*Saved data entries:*
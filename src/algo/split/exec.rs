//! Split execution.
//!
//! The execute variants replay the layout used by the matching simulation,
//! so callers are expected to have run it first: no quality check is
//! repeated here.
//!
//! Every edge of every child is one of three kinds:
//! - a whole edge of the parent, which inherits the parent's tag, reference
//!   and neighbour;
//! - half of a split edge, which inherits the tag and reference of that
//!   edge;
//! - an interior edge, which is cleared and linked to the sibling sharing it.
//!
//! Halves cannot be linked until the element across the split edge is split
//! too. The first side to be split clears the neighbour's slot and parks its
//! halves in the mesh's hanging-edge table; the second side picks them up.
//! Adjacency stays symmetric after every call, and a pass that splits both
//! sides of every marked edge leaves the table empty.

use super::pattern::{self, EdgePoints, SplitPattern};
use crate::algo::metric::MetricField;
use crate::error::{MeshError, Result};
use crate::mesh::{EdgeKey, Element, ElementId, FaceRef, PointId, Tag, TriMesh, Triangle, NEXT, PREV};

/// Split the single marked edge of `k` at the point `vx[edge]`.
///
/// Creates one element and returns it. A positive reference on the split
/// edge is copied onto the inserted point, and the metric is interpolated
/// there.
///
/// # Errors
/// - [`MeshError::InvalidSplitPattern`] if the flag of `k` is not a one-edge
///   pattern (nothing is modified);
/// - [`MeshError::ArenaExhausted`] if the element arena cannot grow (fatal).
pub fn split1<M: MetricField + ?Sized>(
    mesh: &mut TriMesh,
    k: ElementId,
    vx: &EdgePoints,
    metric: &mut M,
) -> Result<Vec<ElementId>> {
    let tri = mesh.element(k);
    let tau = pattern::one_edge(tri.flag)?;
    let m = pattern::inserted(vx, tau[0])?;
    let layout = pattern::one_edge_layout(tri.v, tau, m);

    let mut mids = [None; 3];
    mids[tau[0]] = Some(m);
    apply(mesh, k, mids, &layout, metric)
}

*Required work:*
From the entries above, pull out each line that includes "layout".

*Exercise response:*
//! The execute variants replay the layout used by the matching simulation,
    let layout = pattern::one_edge_layout(tri.v, tau, m);
    apply(mesh, k, mids, &layout, metric)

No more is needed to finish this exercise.